With many such jokes at the expense of the tithe proctors, they were attired in their caricature robes and mitres, and presented with a pair of pitchforks, by way of crosiers, and were recommended at the same time to make hay while the sun shone, "bekase the fine weather would be lavin' them soon;" with many other bitter sarcasms, conveyed in the language of ridicule.

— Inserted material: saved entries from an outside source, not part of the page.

//! Certo core — shared certification types.
//!
//! This crate holds the vocabulary the engine and its callers share: the
//! [`Check`](check::Check) capability set, per-run [`Results`](result::Results),
//! the error taxonomy, run configuration, and the artifact sink.

pub mod artifact;
pub mod check;
pub mod config;
pub mod error;
pub mod result;

// Re-export common types
pub use artifact::{ArtifactWriter, FilesystemArtifactWriter};
pub use check::{Check, CheckHelp, CheckMetadata, ImageMetadata, ImageReference};
pub use config::{EngineConfig, OlmSettings};
pub use error::{CertoError, Result};
pub use result::{CheckResult, ReportEntry, Results, RunReport};

/// Certo core version.
pub const VERSION: &str = env!("CARGO_PKG_VERSION");
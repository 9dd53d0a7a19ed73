//! Image filesystem materialization.
//!
//! Drains an [`ImageSource`] export stream into a run-scoped scratch
//! directory. The export side and the tar-extraction side run as
//! independent tasks joined by an in-memory pipe, so the image filesystem
//! is never buffered whole; the producer closing its end of the pipe is
//! the extraction side's only end-of-input signal.

use std::io::Read;
use std::path::{Path, PathBuf};
use std::sync::Arc;

use certo_core::error::{CertoError, Result};
use tempfile::TempDir;
use tokio::io::AsyncWriteExt;
use tokio_util::io::SyncIoBridge;

use crate::image::source::{ImageHandle, ImageSource};

/// Capacity of the in-memory pipe between export and extraction.
const PIPE_CAPACITY: usize = 64 * 1024;

/// A materialized image filesystem.
///
/// Holds the scratch directory guard; dropping this value removes the
/// directory, on every exit path of the run.
#[derive(Debug)]
pub struct ExtractedFilesystem {
    scratch: TempDir,
}

impl ExtractedFilesystem {
    /// Root of the materialized filesystem tree.
    pub fn root(&self) -> &Path {
        self.scratch.path()
    }
}

/// Materialize the image's flattened filesystem into a fresh scratch
/// directory.
///
/// The scratch directory is created before any data flows; failing to
/// create it is fatal to the run. Export runs as its own task writing into
/// an in-memory pipe while a blocking task extracts from the other end.
/// Any error on either side aborts the whole operation; a producer error
/// takes precedence over the consumer's secondary end-of-stream error.
pub async fn materialize(
    source: Arc<dyn ImageSource>,
    handle: &ImageHandle,
    scratch_root: Option<&Path>,
) -> Result<ExtractedFilesystem> {
    let mut builder = tempfile::Builder::new();
    builder.prefix("certo-");
    let scratch = match scratch_root {
        Some(root) => builder.tempdir_in(root),
        None => builder.tempdir(),
    }
    .map_err(|e| CertoError::TempDirCreateFailed(e.to_string()))?;

    tracing::debug!(
        scratch = %scratch.path().display(),
        image = %handle.reference,
        "Materializing image filesystem"
    );

    let (writer, reader) = tokio::io::duplex(PIPE_CAPACITY);

    let export_handle = handle.clone();
    let producer = tokio::spawn(async move {
        let mut writer = writer;
        let result = source.export(&export_handle, &mut writer).await;
        // Dropping the writer closes the pipe either way; an explicit
        // shutdown flushes buffered bytes first on the success path.
        let _ = writer.shutdown().await;
        result
    });

    let target = scratch.path().to_path_buf();
    let consumer =
        tokio::task::spawn_blocking(move || unpack_stream(SyncIoBridge::new(reader), &target));

    let produced = producer
        .await
        .map_err(|e| CertoError::ExtractionFailed(format!("export task panicked: {}", e)))?;
    let consumed = consumer
        .await
        .map_err(|e| CertoError::ExtractionFailed(format!("extraction task panicked: {}", e)))?;

    match (produced, consumed) {
        (Ok(()), Ok(())) => Ok(ExtractedFilesystem { scratch }),
        (Err(export_err), _) => Err(CertoError::ExtractionFailed(format!(
            "image export failed: {}",
            export_err
        ))),
        (Ok(()), Err(extract_err)) => Err(extract_err),
    }
}

/// Extract a tar stream into `target`.
///
/// Directory entries are skipped (parents are created implicitly); regular
/// files and symlinks are written preserving their sanitized relative path;
/// every other entry kind is ignored.
fn unpack_stream<R: Read>(reader: R, target: &Path) -> Result<()> {
    let mut archive = tar::Archive::new(reader);
    let entries = archive
        .entries()
        .map_err(|e| CertoError::ExtractionFailed(format!("malformed tar stream: {}", e)))?;

    for entry in entries {
        let mut entry =
            entry.map_err(|e| CertoError::ExtractionFailed(format!("malformed tar entry: {}", e)))?;
        let entry_type = entry.header().entry_type();
        if entry_type.is_dir() {
            continue;
        }

        let raw = entry
            .path()
            .map_err(|e| CertoError::ExtractionFailed(format!("invalid entry path: {}", e)))?
            .into_owned();
        let Some(rel) = normalize_path(&raw) else {
            tracing::warn!(path = %raw.display(), "Skipping unextractable tar entry path");
            continue;
        };

        let dest = target.join(&rel);
        if let Some(parent) = dest.parent() {
            std::fs::create_dir_all(parent).map_err(|e| {
                CertoError::ExtractionFailed(format!(
                    "failed to create {}: {}",
                    parent.display(),
                    e
                ))
            })?;
        }

        if entry_type.is_symlink() {
            write_symlink(&mut entry, &dest)?;
        } else if entry_type.is_file() {
            let mut out = std::fs::File::create(&dest).map_err(|e| {
                CertoError::ExtractionFailed(format!("failed to create {}: {}", dest.display(), e))
            })?;
            std::io::copy(&mut entry, &mut out).map_err(|e| {
                CertoError::ExtractionFailed(format!("failed to write {}: {}", dest.display(), e))
            })?;
        }
        // Devices, FIFOs, and hard links are not materialized.
    }

    Ok(())
}

#[cfg(unix)]
fn write_symlink<R: Read>(entry: &mut tar::Entry<'_, R>, dest: &Path) -> Result<()> {
    let link = entry
        .link_name()
        .map_err(|e| CertoError::ExtractionFailed(format!("invalid link entry: {}", e)))?
        .ok_or_else(|| {
            CertoError::ExtractionFailed(format!("symlink {} has no target", dest.display()))
        })?
        .into_owned();

    if dest.symlink_metadata().is_ok() {
        let _ = std::fs::remove_file(dest);
    }
    std::os::unix::fs::symlink(&link, dest).map_err(|e| {
        CertoError::ExtractionFailed(format!("failed to symlink {}: {}", dest.display(), e))
    })
}

#[cfg(not(unix))]
fn write_symlink<R: Read>(entry: &mut tar::Entry<'_, R>, dest: &Path) -> Result<()> {
    let _ = entry;
    tracing::warn!(path = %dest.display(), "Skipping symlink on non-unix platform");
    Ok(())
}

/// Strip leading `./` and `/` components; `None` for paths that normalize
/// to nothing or try to climb out of the tree.
pub(crate) fn normalize_path(path: &Path) -> Option<PathBuf> {
    use std::path::Component;

    let mut normalized = PathBuf::new();
    for component in path.components() {
        match component {
            Component::CurDir | Component::RootDir | Component::Prefix(_) => {}
            Component::ParentDir => return None,
            Component::Normal(part) => normalized.push(part),
        }
    }

    if normalized.as_os_str().is_empty() {
        None
    } else {
        Some(normalized)
    }
}
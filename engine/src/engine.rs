//! The certification engine — acquisition, check execution, aggregation.

use std::sync::Arc;
use std::time::Instant;

use certo_core::check::{Check, ImageReference};
use certo_core::config::EngineConfig;
use certo_core::error::{CertoError, Result};
use certo_core::result::{CheckResult, Results};
use uuid::Uuid;

use crate::extract;
use crate::image::source::ImageSource;

/// Runs an ordered battery of checks against one image.
///
/// The engine pulls and materializes the image once, hands every check the
/// same read-only [`ImageReference`], and classifies each outcome. A check
/// that errors never prevents the remaining checks from running; only
/// acquisition failures abort the run.
pub struct CertificationEngine {
    source: Arc<dyn ImageSource>,
    image_uri: String,
    config: EngineConfig,
    checks: Vec<Box<dyn Check>>,
}

impl CertificationEngine {
    /// Create an engine for one image with an empty check battery.
    pub fn new(
        source: Arc<dyn ImageSource>,
        image_uri: impl Into<String>,
        config: EngineConfig,
    ) -> Self {
        Self {
            source,
            image_uri: image_uri.into(),
            config,
            checks: Vec::new(),
        }
    }

    /// Append one check to the battery.
    pub fn with_check(mut self, check: Box<dyn Check>) -> Self {
        self.checks.push(check);
        self
    }

    /// Append several checks, preserving order.
    pub fn with_checks(mut self, checks: Vec<Box<dyn Check>>) -> Self {
        self.checks.extend(checks);
        self
    }

    /// Execute the run: acquire the image, materialize its filesystem, run
    /// every check in order, and aggregate the outcomes.
    ///
    /// Always returns a [`Results`] value unless acquisition itself fails.
    pub async fn run(mut self) -> Result<Results> {
        let run_id = Uuid::new_v4();
        tracing::info!(
            run = %run_id,
            image = %self.image_uri,
            checks = self.checks.len(),
            "Starting certification run"
        );

        let handle = self
            .source
            .pull(&self.image_uri)
            .await
            .map_err(|e| CertoError::PullFailed {
                uri: self.image_uri.clone(),
                message: e.to_string(),
            })?;

        let fs = extract::materialize(
            Arc::clone(&self.source),
            &handle,
            self.config.scratch_root.as_deref(),
        )
        .await?;

        let image = ImageReference {
            image_uri: handle.reference.clone(),
            image_fs_path: fs.root().to_path_buf(),
            metadata: handle.metadata.clone(),
        };

        let mut results = Results::new(&image.image_uri);
        for check in self.checks.drain(..) {
            let name = check.name().to_string();
            let started = Instant::now();
            let verdict = check.validate(&image).await;
            let elapsed = started.elapsed();
            let elapsed_ms = elapsed.as_millis() as u64;

            match verdict {
                Ok(true) => {
                    tracing::info!(
                        run = %run_id,
                        check = %name,
                        elapsed_ms,
                        outcome = "passed",
                        "Check completed"
                    );
                    results.record_pass(CheckResult { check, elapsed });
                }
                Ok(false) => {
                    tracing::info!(
                        run = %run_id,
                        check = %name,
                        elapsed_ms,
                        outcome = "failed",
                        "Check completed"
                    );
                    results.record_fail(CheckResult { check, elapsed });
                }
                Err(e) => {
                    tracing::warn!(
                        run = %run_id,
                        check = %name,
                        elapsed_ms,
                        outcome = "errored",
                        error = %e,
                        "Check could not determine a verdict"
                    );
                    results.record_error(CheckResult { check, elapsed });
                }
            }
        }

        results.finalize();
        tracing::info!(
            run = %run_id,
            image = %results.tested_image,
            passed = results.passed.len(),
            failed = results.failed.len(),
            errored = results.errored.len(),
            passed_overall = results.passed_overall,
            "Certification run finished"
        );

        // `fs` drops here, removing the scratch directory.
        Ok(results)
    }
}
use std::path::PathBuf;
use std::time::Duration;

use serde::{Deserialize, Serialize};

/// Engine run configuration
#[derive(Debug, Clone, Serialize, Deserialize)]
pub struct EngineConfig {
    /// Parent directory for run-scoped scratch directories.
    /// Uses the system temp directory when unset.
    pub scratch_root: Option<PathBuf>,

    /// Directory artifacts are written to
    pub artifacts_dir: PathBuf,

    /// Operator deployment settings
    #[serde(default)]
    pub olm: OlmSettings,
}

impl Default for EngineConfig {
    fn default() -> Self {
        Self {
            scratch_root: None,
            artifacts_dir: PathBuf::from("artifacts"),
            olm: OlmSettings::default(),
        }
    }
}

/// Settings for the operator deployment check
#[derive(Debug, Clone, Serialize, Deserialize)]
pub struct OlmSettings {
    /// Catalog image serving the operator package. Required before the
    /// deployment check can derive its operator data.
    pub catalog_image: Option<String>,

    /// Namespace to install into. Derived from the package name when unset.
    pub install_namespace: Option<String>,

    /// Budget for subscription resolution, seconds
    pub subscription_timeout_secs: u64,

    /// Budget for CSV convergence, seconds
    pub csv_timeout_secs: u64,
}

impl Default for OlmSettings {
    fn default() -> Self {
        Self {
            catalog_image: None,
            install_namespace: None,
            subscription_timeout_secs: 180,
            csv_timeout_secs: 90,
        }
    }
}

impl OlmSettings {
    /// Subscription resolution budget as a duration.
    pub fn subscription_timeout(&self) -> Duration {
        Duration::from_secs(self.subscription_timeout_secs)
    }

    /// CSV convergence budget as a duration.
    pub fn csv_timeout(&self) -> Duration {
        Duration::from_secs(self.csv_timeout_secs)
    }
}
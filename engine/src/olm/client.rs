//! The cluster boundary the deployment check drives.
//!
//! Five narrow CRUD capabilities, each scoped by name and namespace. The
//! transport behind them (kubeconfig, in-cluster, a test fake) is the
//! implementer's concern; the orchestrator only requires that `get` on a
//! missing object yields [`CertoError::NotFound`] and that a creation
//! conflict yields [`CertoError::AlreadyExists`].
//!
//! [`CertoError::NotFound`]: certo_core::error::CertoError::NotFound
//! [`CertoError::AlreadyExists`]: certo_core::error::CertoError::AlreadyExists

use async_trait::async_trait;
use certo_core::error::Result;

use super::resources::{
    CatalogSource, ClusterServiceVersion, Namespace, OperatorGroup, Subscription,
};

/// CRUD access to the resources the deployment check owns.
#[async_trait]
pub trait ClusterClient: Send + Sync {
    /// Create a namespace.
    async fn create_namespace(&self, namespace: &Namespace) -> Result<()>;

    /// Fetch a namespace by name.
    async fn get_namespace(&self, name: &str) -> Result<Namespace>;

    /// Delete a namespace by name.
    async fn delete_namespace(&self, name: &str) -> Result<()>;

    /// Create a catalog source.
    async fn create_catalog_source(&self, catalog: &CatalogSource) -> Result<()>;

    /// Fetch a catalog source.
    async fn get_catalog_source(&self, name: &str, namespace: &str) -> Result<CatalogSource>;

    /// Delete a catalog source.
    async fn delete_catalog_source(&self, name: &str, namespace: &str) -> Result<()>;

    /// Create an operator group.
    async fn create_operator_group(&self, group: &OperatorGroup) -> Result<()>;

    /// Fetch an operator group.
    async fn get_operator_group(&self, name: &str, namespace: &str) -> Result<OperatorGroup>;

    /// Delete an operator group.
    async fn delete_operator_group(&self, name: &str, namespace: &str) -> Result<()>;

    /// Create a subscription.
    async fn create_subscription(&self, subscription: &Subscription) -> Result<()>;

    /// Fetch a subscription.
    async fn get_subscription(&self, name: &str, namespace: &str) -> Result<Subscription>;

    /// Delete a subscription.
    async fn delete_subscription(&self, name: &str, namespace: &str) -> Result<()>;

    /// Fetch a cluster service version.
    async fn get_csv(&self, name: &str, namespace: &str) -> Result<ClusterServiceVersion>;
}
//! The image acquisition boundary.
//!
//! An [`ImageSource`] can pull an image by reference and export its layered
//! filesystem as one flattened tar stream. The engine consumes this trait;
//! the bundled registry-backed implementation lives in
//! [`registry`](super::registry).

use std::path::PathBuf;
use std::sync::Arc;

use async_trait::async_trait;
use certo_core::check::ImageMetadata;
use certo_core::error::Result;
use tokio::io::AsyncWrite;

/// A pulled image, ready for export.
#[derive(Debug, Clone)]
pub struct ImageHandle {
    /// Canonical reference the image was resolved from
    pub reference: String,

    /// Manifest digest
    pub digest: String,

    /// Parsed image configuration
    pub metadata: ImageMetadata,

    /// Layer blobs on local storage, bottom to top
    pub layers: Vec<LayerBlob>,

    /// Keeps the pulled blob staging directory alive for the handle's
    /// lifetime. `None` for sources that do not stage blobs on disk.
    pub workdir: Option<Arc<tempfile::TempDir>>,
}

/// One staged layer blob.
#[derive(Debug, Clone)]
pub struct LayerBlob {
    /// Path to the blob on local storage
    pub path: PathBuf,

    /// Layer media type (decides gzip vs. plain tar decoding)
    pub media_type: String,
}

/// Pulls images and exports their flattened filesystem.
#[async_trait]
pub trait ImageSource: Send + Sync {
    /// Pull the image behind `uri`, staging whatever the export needs.
    async fn pull(&self, uri: &str) -> Result<ImageHandle>;

    /// Write the image's flattened filesystem as a single tar stream.
    ///
    /// "Flattened" means later-layer overwrites and whiteouts are already
    /// applied. The sink is closed by the caller when this returns; the
    /// stream's end is the consumer's only end-of-input signal.
    async fn export(
        &self,
        handle: &ImageHandle,
        sink: &mut (dyn AsyncWrite + Unpin + Send),
    ) -> Result<()>;
}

The procession was now soon arranged, and, as they had their chief mourners, it was thought a good point of contrast to have their chief rejoicers as well. To this end, in a large cart they put a sow and her litter of pigs, decorated with ribands, a sheaf of wheat standing proudly erect, a bowl of large potatoes, which, at Honor O'Hara's suggestion, were boiled, that they might be laughing on the occasion, and over these was hung a rude banner, on which was written, "We may stay at home now."
In this cart, Hoppy Houligan, the fiddler, with a piper as a coadjutor, rasped and squeaked their best to the tune of "Go to the devil and shake yourself," which was meant to convey a delicate hint to the tithes for the future.